Достоверно не известно, повлияло ли на появление культового здания коварное убиение семьи Митридата (но мы верим, что храм на крови был актом покаяния). Да что там говорить, до середины XX века не было достоверно известно, когда его вообще построили. Ещё в 1949 году считалось, что он был построен во II веке, на основании того, что в малоазийском городе Сагаласс сохранился почти такой же (сходны по орнаментам, размерам, количеству ступеней и колонн) античный храм. Найденная армянская надпись XII века говорила, что раскопанное (! – археологи лаваш не зря ели) здание являлось не дворцом, но языческим храмом античным. Набор имеющихся сведений позволил учёным сузить предполагаемое время постройки до периода 115 – 117 гг. н. э., когда Армения при Траяне стала Римской провинцией (мол, в честь такого радостного события и возвели дом о 24 колоннах, в котором должна была быть, по мнению горе-историков, статуя Траяна). И так бы и остался Гарнийский храм зданием второго века, если бы не археологическая группа под руководством профессора Аракеляна, которая в том же 1949-м откопала камень с надписью на греческом языке. Древний грек прямым текстом сообщал потомкам, мол, построил его Тиридат I в одиннадцатый год своего правления (Как же похорошел Гарни при Тиридате!). Казалось бы, куда точнее, вот только… Сначала Тиридат, как мы уже знаем, приземлился на армянский трон сразу после бегства Радамиста в 55-м. Но в 58-м римляне выдавили Парфию из Армении и короновали свою креатуру – Тиграна VI. В 62-м части римской армии капитулировали и отозвали Димона VI, заключив мирный договор и признав армянский престол за Тиридатом. В 66-м Тиридат нашёл время, чтобы доехать до Рима, где и был коронован Нероном на дорожке Большого цирка. Получается, что отсчитывать 11 лет можно с 55 года, прерываясь на 58-62, либо с 62-го, либо с 66-го. При таком точном описании года постройки храма мы имеем три даты: 70, 73 или 77. Нет, ребята, это не грек на камне текст набивал, а иезуит. В общем, обозначают теперь время строительства храма примерно 70-80 AD, а это самый что ни на есть первейший век нашей эры. Извини, Сагаласс, но ты безнадежно вторичен.

Я посмотрел на камень, покрытый полустертыми каракулями, пожал плечами и пошёл дальше, даже не подумав о том, что с первого века в Гарни заведена хорошая традиция: здесь запрещено курить. Теперь никто «Кэмел» в ущелье не бросает. Покурить можно на парковке перед входом вместе с водителями и курящими гидами, которые успеют за пять минут рассказать практически всю историю (с небольшими купюрами).

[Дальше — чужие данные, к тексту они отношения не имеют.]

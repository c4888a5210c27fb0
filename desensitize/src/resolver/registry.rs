//! The ordered resolver chain.

use std::sync::{Arc, OnceLock};

use tracing::trace;

use crate::error::Error;
use crate::shape::Shape;

use super::{
    BoxedValue, CascadeTypeResolver, MaskingTypeResolver, TypeResolver, TypeVariableResolver,
    WildcardTypeResolver,
};

/// An immutable, ordered set of resolvers with a single entry point.
///
/// The chain is sorted once at construction: ascending [`order`], with ties
/// broken by registration sequence. Every `resolve` call walks the chain and
/// hands the value to the first resolver whose `support` returns true; when
/// none matches, the value passes through unchanged: an unannotated position
/// is simply not sensitive.
///
/// [`order`]: TypeResolver::order
pub struct TypeResolvers {
    chain: Vec<Arc<dyn TypeResolver>>,
}

impl TypeResolvers {
    /// A chain holding exactly the given resolvers.
    ///
    /// The slice order is the registration sequence used to break priority
    /// ties.
    #[must_use]
    pub fn new(resolvers: Vec<Arc<dyn TypeResolver>>) -> Self {
        let mut chain = resolvers;
        // sort_by_key is stable, so equal orders keep registration sequence.
        chain.sort_by_key(|resolver| resolver.order());
        Self { chain }
    }

    /// The built-in chain: wildcard, type variable, masking, cascade.
    #[must_use]
    pub fn builtin() -> Self {
        Self::new(vec![
            Arc::new(WildcardTypeResolver),
            Arc::new(TypeVariableResolver),
            Arc::new(MaskingTypeResolver),
            Arc::new(CascadeTypeResolver),
        ])
    }

    /// The built-in chain extended with project-specific resolvers.
    #[must_use]
    pub fn with_additional(extra: Vec<Arc<dyn TypeResolver>>) -> Self {
        let mut resolvers = Self::builtin().chain;
        resolvers.extend(extra);
        Self::new(resolvers)
    }

    /// The process-wide chain used by [`crate::desensitize`].
    ///
    /// Built on first use and immutable for the process lifetime.
    #[must_use]
    pub fn global() -> &'static TypeResolvers {
        static GLOBAL: OnceLock<TypeResolvers> = OnceLock::new();
        GLOBAL.get_or_init(TypeResolvers::builtin)
    }

    /// Resolves `value` against `shape` through this chain.
    ///
    /// Safe to call re-entrantly from inside a resolver's own `resolve`,
    /// including from worker threads.
    ///
    /// # Errors
    ///
    /// Propagates the first failure raised anywhere in the traversal.
    pub fn resolve(&self, value: BoxedValue, shape: &Shape) -> Result<BoxedValue, Error> {
        match self
            .chain
            .iter()
            .find(|resolver| resolver.support(value.as_ref(), shape))
        {
            Some(resolver) => {
                trace!(order = resolver.order(), "dispatching value to resolver");
                resolver.resolve(value, shape, self)
            }
            None => {
                trace!("no resolver matched; passing value through");
                Ok(value)
            }
        }
    }
}

impl Default for TypeResolvers {
    fn default() -> Self {
        Self::builtin()
    }
}
//! Per-type schema descriptors: the field-introspection service.
//!
//! The engine never inspects a struct through runtime reflection. Instead,
//! every type that participates in cascading resolution carries a
//! [`TypeSchema`], an explicit descriptor enumerating its fields with typed
//! accessors and an optional blank-instance constructor. Schemas are normally
//! generated by `#[derive(Desensitize)]`, but nothing stops a hand-written
//! [`Reflective`] implementation from producing one.
//!
//! Accessors are plain function pointers over type-erased values:
//!
//! - a getter *clones* the field out of the source object (the source graph
//!   is read-only for the whole resolution), returning `Ok(None)` when an
//!   `Option` field holds no value;
//! - a setter downcasts the resolved value and writes it into the same-named
//!   field of the blank copy.
//!
//! Because the descriptor is generated inside the type's own crate it reaches
//! private fields naturally; visibility never restricts the engine.

use std::any::TypeId;

use crate::error::Error;
use crate::resolver::BoxedValue;

/// Reads a field's current value out of a type-erased source object.
///
/// Returns `Ok(None)` when the field is an `Option` holding `None`; the
/// cascade then leaves the copy's default in place.
pub type FieldGetter =
    fn(&(dyn std::any::Any + Send + Sync)) -> Result<Option<BoxedValue>, Error>;

/// Writes a resolved value into the same field of a type-erased copy.
pub type FieldSetter =
    fn(&mut (dyn std::any::Any + Send + Sync), BoxedValue) -> Result<(), Error>;

/// One named, typed slot of a composite type.
pub struct FieldDescriptor {
    /// Field name as written in the source.
    pub name: &'static str,
    /// Frozen fields are treated as immutable-by-design: the cascade neither
    /// reads nor writes them, so the copy keeps its constructed default.
    pub frozen: bool,
    /// The field's annotated declaration-site shape.
    pub shape: crate::shape::Shape,
    /// Reads the field from the original.
    pub get: FieldGetter,
    /// Writes the resolved value into the copy.
    pub set: FieldSetter,
}

/// The complete descriptor of a composite type, including inherited fields
/// when the implementor chooses to flatten them in.
pub struct TypeSchema {
    /// Short type name, used in error paths.
    pub type_name: &'static str,
    /// Exact runtime type this schema describes.
    pub type_id: TypeId,
    /// Builds a blank instance. `None` when the type opted out of default
    /// construction; an instance creator must then be registered at startup
    /// (see [`crate::instance`]).
    pub construct: Option<fn() -> BoxedValue>,
    /// All fields, in declaration order. Order carries no semantic weight:
    /// fields are resolved independently, possibly in parallel.
    pub fields: Vec<FieldDescriptor>,
}

/// A type that exposes its own [`TypeSchema`].
///
/// Implemented by `#[derive(Desensitize)]`; the returned reference must point
/// at a single schema instance for the whole process lifetime.
pub trait Reflective: std::any::Any + Send + Sync {
    /// The schema describing `Self`.
    fn schema() -> &'static TypeSchema;
}

/// The cascade marker annotation.
///
/// Declaring this on a shape opts that declaration site into recursive,
/// field-by-field resolution of its composite value. Cascading is strictly
/// opt-in and per-site: a type that cascades behind one field is still passed
/// through untouched behind another field that lacks the marker.
///
/// The marker carries the target type's schema accessor, resolved at compile
/// time by the derive; the cascade resolver still checks the value's exact
/// runtime type against the schema before touching any field.
#[derive(Clone, Copy)]
pub struct Cascade {
    target: fn() -> &'static TypeSchema,
}

impl Cascade {
    /// A cascade marker for declaration sites of type `T`.
    #[must_use]
    pub fn of<T: Reflective>() -> Self {
        Self { target: T::schema }
    }

    /// The schema of the type this marker cascades into.
    #[must_use]
    pub fn schema(&self) -> &'static TypeSchema {
        (self.target)()
    }
}
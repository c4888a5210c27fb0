//! The resolver contract and the chain that dispatches over it.
//!
//! A resolver pairs an applicability predicate (`support`) with a transform
//! (`resolve`) and a priority (`order`). The chain evaluates resolvers in
//! ascending order and hands the value to the first one that claims it;
//! structural resolvers (wildcard, variable, cascade) recurse back into the
//! chain for their sub-parts, terminal resolvers (masking) return a
//! transformed scalar.
//!
//! Resolvers are stateless, read-only singletons; resolution is a pure
//! function of the value and its shape.

mod cascade;
mod masking;
mod registry;
mod variable;
mod wildcard;

use std::any::Any;

pub use cascade::CascadeTypeResolver;
pub use masking::MaskingTypeResolver;
pub use registry::TypeResolvers;
pub use variable::TypeVariableResolver;
pub use wildcard::WildcardTypeResolver;

use crate::error::Error;
use crate::shape::Shape;

/// A type-erased runtime value travelling through the chain.
///
/// Values are owned while they move: a resolver consumes the current value
/// and returns the transformed one. `Send + Sync` lets the cascade fan field
/// values out across worker threads.
pub type BoxedValue = Box<dyn Any + Send + Sync>;

/// Order of the most specific resolvers. Lower order wins.
pub const HIGHEST_PRIORITY: i32 = i32::MIN;

/// Order of catch-all resolvers.
pub const LOWEST_PRIORITY: i32 = i32::MAX;

/// A strategy for resolving a value against its annotated shape.
///
/// Implementations must be stateless: `resolve` may be re-entered from worker
/// threads while an outer resolution of the same resolver is still running.
pub trait TypeResolver: Send + Sync {
    /// Transforms `value` according to `shape`.
    ///
    /// Recursive resolution of sub-parts goes back through `chain`, so
    /// project-specific resolvers in the same chain see nested values too.
    ///
    /// # Errors
    ///
    /// Any error aborts the whole top-level resolution; no partial result is
    /// ever returned.
    fn resolve(&self, value: BoxedValue, shape: &Shape, chain: &TypeResolvers)
        -> Result<BoxedValue, Error>;

    /// True when this resolver applies to the (value, shape) pair.
    fn support(&self, value: &(dyn Any + Send + Sync), shape: &Shape) -> bool;

    /// Priority of this resolver; lower values are consulted first. Ties are
    /// broken by registration order.
    fn order(&self) -> i32;
}
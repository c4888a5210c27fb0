//! Type-shape-driven masking of sensitive values in nested object graphs.
//!
//! This crate separates:
//! - **Shapes**: what a declaration site looks like and which annotations it
//!   carries ([`Shape`], the cascade marker, classifications).
//! - **Resolvers**: strategies that transform a value according to its shape,
//!   dispatched through an ordered chain ([`TypeResolvers`]).
//!
//! Key rules:
//! - Use `#[sensitive(Classification)]` for string-like leaf values.
//! - Use `#[sensitive(cascade)]` to walk into a nested struct that also
//!   derives [`Desensitize`].
//! - Use `#[sensitive(frozen)]` for fields the cascade must leave at their
//!   constructed default.
//! - Unannotated fields pass through unchanged; unannotated positions are
//!   simply not sensitive.
//!
//! Resolution never mutates the input: [`desensitize`] reads the source graph
//! through cloning field getters and returns a freshly built copy, so the
//! original stays byte-for-byte intact even on failure.
//!
//! What this crate does:
//! - defines the shape model and the resolver chain
//! - defines classification markers and text masking policies
//! - provides integrations behind feature flags (e.g. `slog`)
//!
//! What it does not do:
//! - perform I/O or logging
//! - serialize, persist, or transport anything
//!
//! The `Desensitize` derive lives in `desensitize-derive` and is re-exported
//! here.
//!
//! # Example
//!
//! ```ignore
//! use desensitize::{Desensitize, IdNumber};
//!
//! #[derive(Clone, Default, Desensitize)]
//! struct Person {
//!     name: String,
//!     #[sensitive(IdNumber)]
//!     ssn: String,
//! }
//!
//! let person = Person {
//!     name: "Ann".to_owned(),
//!     ssn: "123-45-6789".to_owned(),
//! };
//! let masked = desensitize::desensitize(&person).unwrap();
//! assert_eq!(masked.name, "Ann");
//! assert_eq!(masked.ssn, "*******6789");
//! assert_eq!(person.ssn, "123-45-6789");
//! ```

// <https://doc.rust-lang.org/rustc/lints/listing/allowed-by-default.html>
#![warn(
    anonymous_parameters,
    bare_trait_objects,
    elided_lifetimes_in_paths,
    missing_copy_implementations,
    rust_2018_idioms,
    trivial_casts,
    trivial_numeric_casts,
    unreachable_pub,
    unsafe_code,
    unused_extern_crates,
    unused_import_braces
)]
// <https://rust-lang.github.io/rust-clippy/stable>
#![warn(
    clippy::all,
    clippy::cargo,
    clippy::dbg_macro,
    clippy::get_unwrap,
    clippy::mem_forget,
    clippy::nursery,
    clippy::pedantic,
    clippy::todo,
    clippy::unwrap_used,
    clippy::uninlined_format_args
)]
// Allow some clippy lints
#![allow(
    clippy::default_trait_access,
    clippy::doc_markdown,
    clippy::module_name_repetitions,
    clippy::multiple_crate_versions,
    clippy::must_use_candidate,
    clippy::needless_pass_by_value,
    clippy::use_self,
    clippy::cargo_common_metadata,
    clippy::missing_errors_doc,
    clippy::missing_const_for_fn,
    clippy::redundant_pub_crate,
    clippy::result_large_err,
    clippy::option_if_let_else
)]
// Allow some lints while testing
#![cfg_attr(test, allow(clippy::non_ascii_literal, clippy::unwrap_used))]

pub use desensitize_derive::Desensitize;

// Module declarations
mod classification;
mod error;
pub mod instance;
mod policy;
mod resolver;
mod schema;
mod shape;
#[cfg(feature = "slog")]
pub mod slog;

// Re-exports
pub use classification::{
    BankCard, Classification, Email, IdNumber, Password, PersonName, Phone, PostalAddress, Secret,
};
pub use error::Error;
pub use policy::{Classified, MaskPolicy, TextMaskPolicy, MASKED_PLACEHOLDER};
pub use resolver::{
    BoxedValue, CascadeTypeResolver, MaskingTypeResolver, TypeResolver, TypeResolvers,
    TypeVariableResolver, WildcardTypeResolver, HIGHEST_PRIORITY, LOWEST_PRIORITY,
};
pub use schema::{Cascade, FieldDescriptor, FieldGetter, FieldSetter, Reflective, TypeSchema};
pub use shape::Shape;

/// Masks `value` by cascading over its fields, returning a fresh copy.
///
/// Equivalent to resolving against a cascade-marked shape for `T` through the
/// global resolver chain. The input is never mutated.
///
/// # Errors
///
/// Fails when a blank instance cannot be created for some type in the graph
/// or a field cannot be read or written; the error names the field path that
/// triggered it.
pub fn desensitize<T>(value: &T) -> Result<T, Error>
where
    T: Reflective + Clone,
{
    resolve_with_shape(value, &Shape::cascade::<T>())
}

/// Resolves `value` against an explicit shape through the global chain.
///
/// This is the entry point for hand-built shapes (wildcards, variables,
/// ad-hoc annotations); [`desensitize`] is the common cascade-rooted case.
///
/// # Errors
///
/// Propagates resolution failures, and fails with [`Error::TypeMismatch`]
/// when a misbehaving resolver returned a value that is no longer a `T`.
pub fn resolve_with_shape<T>(value: &T, shape: &Shape) -> Result<T, Error>
where
    T: std::any::Any + Send + Sync + Clone,
{
    let resolved = TypeResolvers::global().resolve(Box::new(value.clone()), shape)?;
    resolved
        .downcast::<T>()
        .map(|boxed| *boxed)
        .map_err(|_| Error::TypeMismatch {
            expected: std::any::type_name::<T>(),
        })
}

/// Convenience method form of [`desensitize`].
pub trait Desensitizable: Reflective + Clone {
    /// Returns a masked copy of `self`.
    ///
    /// # Errors
    ///
    /// See [`desensitize`].
    fn desensitize(&self) -> Result<Self, Error> {
        crate::desensitize(self)
    }
}

impl<T> Desensitizable for T where T: Reflective + Clone {}
//! Adapters for emitting masked values through `slog`.
//!
//! This module connects [`crate::desensitize`] with `slog` by providing a
//! `slog::Value` wrapper that serializes the *masked* copy as structured JSON
//! via `slog`'s nested-value support.
//!
//! It is responsible for:
//! - Ensuring the logged representation is derived from the masked copy,
//!   never from the original value.
//! - Avoiding fallible logging APIs: masking or serialization failures are
//!   represented as placeholder strings rather than propagated as errors.
//!
//! It does not configure `slog` or define masking policy.

use serde::Serialize;
use serde_json::Value as JsonValue;
use slog::{Key, Record, Result as SlogResult, Serializer, Value as SlogValue};

use crate::{Desensitizable, Reflective};

/// A `slog::Value` that emits an owned masked payload as structured JSON.
///
/// The payload is stored as a `serde_json::Value` and emitted via `slog`'s
/// nested-value support.
pub struct MaskedJson {
    value: JsonValue,
}

impl SlogValue for MaskedJson {
    fn serialize(
        &self,
        record: &Record<'_>,
        key: Key,
        serializer: &mut dyn Serializer,
    ) -> SlogResult {
        let nested = slog::Serde(self.value.clone());
        SlogValue::serialize(&nested, record, key, serializer)
    }
}

/// Converts values into a `slog::Value` that logs their masked form as JSON.
///
/// `to_masked_json` masks a copy of the value and stores the result as a
/// `serde_json::Value`. The original (unmasked) value is never serialized.
/// When masking or JSON conversion fails, the returned value stores a JSON
/// string describing the failure instead.
///
/// ## Example
/// ```ignore
/// use desensitize::slog::ToMaskedJson;
///
/// info!(logger, "event"; "data" => event.to_masked_json());
/// ```
pub trait ToMaskedJson: Reflective + Clone + Serialize + Sized {
    /// Masks a copy of `self` and returns a `slog::Value` that serializes it
    /// as structured JSON.
    fn to_masked_json(&self) -> MaskedJson {
        let value = self
            .desensitize()
            .map_err(|_| ())
            .and_then(|masked| serde_json::to_value(masked).map_err(|_| ()))
            .unwrap_or_else(|()| JsonValue::String("failed to mask value for logging".to_owned()));
        MaskedJson { value }
    }
}

impl<T> ToMaskedJson for T where T: Reflective + Clone + Serialize {}
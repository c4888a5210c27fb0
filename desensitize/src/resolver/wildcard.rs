//! Resolver for wildcard type positions.

use std::any::Any;

use crate::error::Error;
use crate::shape::Shape;

use super::{BoxedValue, TypeResolver, TypeResolvers, HIGHEST_PRIORITY};

/// Unwraps a bounded wildcard by resolving the value against each of its
/// bound shapes in turn.
///
/// Upper bounds are applied first, then lower bounds; each step feeds the
/// accumulated value into the next, so a wildcard with bounds `[B1, B2]`
/// resolves to `resolve(resolve(value, B1), B2)`. A wildcard with no bounds
/// leaves the value untouched.
///
/// Runs one step below the highest priority: a wildcard must be unwrapped to
/// its bound before any marker check could be applied to the wrong shape.
pub struct WildcardTypeResolver;

impl TypeResolver for WildcardTypeResolver {
    fn resolve(
        &self,
        value: BoxedValue,
        shape: &Shape,
        chain: &TypeResolvers,
    ) -> Result<BoxedValue, Error> {
        let Some((upper, lower)) = shape.wildcard_bounds() else {
            return Err(Error::ShapeMismatch {
                resolver: "WildcardTypeResolver",
            });
        };
        upper
            .iter()
            .chain(lower.iter())
            .try_fold(value, |accumulated, bound| chain.resolve(accumulated, bound))
    }

    fn support(&self, _value: &(dyn Any + Send + Sync), shape: &Shape) -> bool {
        shape.is_wildcard()
    }

    fn order(&self) -> i32 {
        HIGHEST_PRIORITY + 1
    }
}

Но я не курю, поэтому спокойно шагал по безникотиновой территории, выворачивая вместе с дорожкой прямо на храм, встречающий туристов раскрытой пастью входа. Очень странное впечатление производит в этом месте античный храм, потерянный, словно отбившийся от греческого стада телёнок. Вот оно место в первом христианском государстве, где христианством даже не пахло. Но позвольте, как же он сумел сохраниться и не подвергнуться праведному религиозному гневу? Этим вопросом начали задаваться уже давно, но единственно верной теории нет. Николай Яковлевич Марр, проводивший раскопки (мощный спойлер) в 1909-1910 годах, считал, что причина в том, что языческий («западный») храм был построен на месте средоточия местного, более древнего культа и от поколения к поколению передавалось отношение к Гарни, как к дохристианской святыне – этакий религиозный символ национальной идентичности. Витиеватая теория, но надо же иметь хоть что-то, объясняющее, почему даже стены-колонны не исцарапали крестами. Разумеется, это не единственная версия. Более прямолинейная связана непосредственно с Тиридатом III Великим (он же по совместительству святой и выполнил ту самую роль, которую на Руси через шесть с половиной веков скопипастил Владимир: утвердил христианство государственной религией), а точнее с его сестрой Хосровидухт. Вычищая многобожие с территории Армении, Тиридат Великий попутно уничтожал все языческие артефакты и постройки. Занёс он длань разящую и над Гарни, но сестренка, уже один раз спасшая его (ну да, можете не верить, но первый квадробер тоже появился в Армении – после укуса скорпиона царь начал отождествлять себя с кабаном, – и только мудрый совет Хосровидухт вернул будущего святого в традиционный человеческий облик), внезапно заступилась за храм, мол, а вот эту избушку оставь, пожалуйста, а то снова каким-нибудь козлёночком станешь. Может быть, конечно, так всё и было, но есть вопросики.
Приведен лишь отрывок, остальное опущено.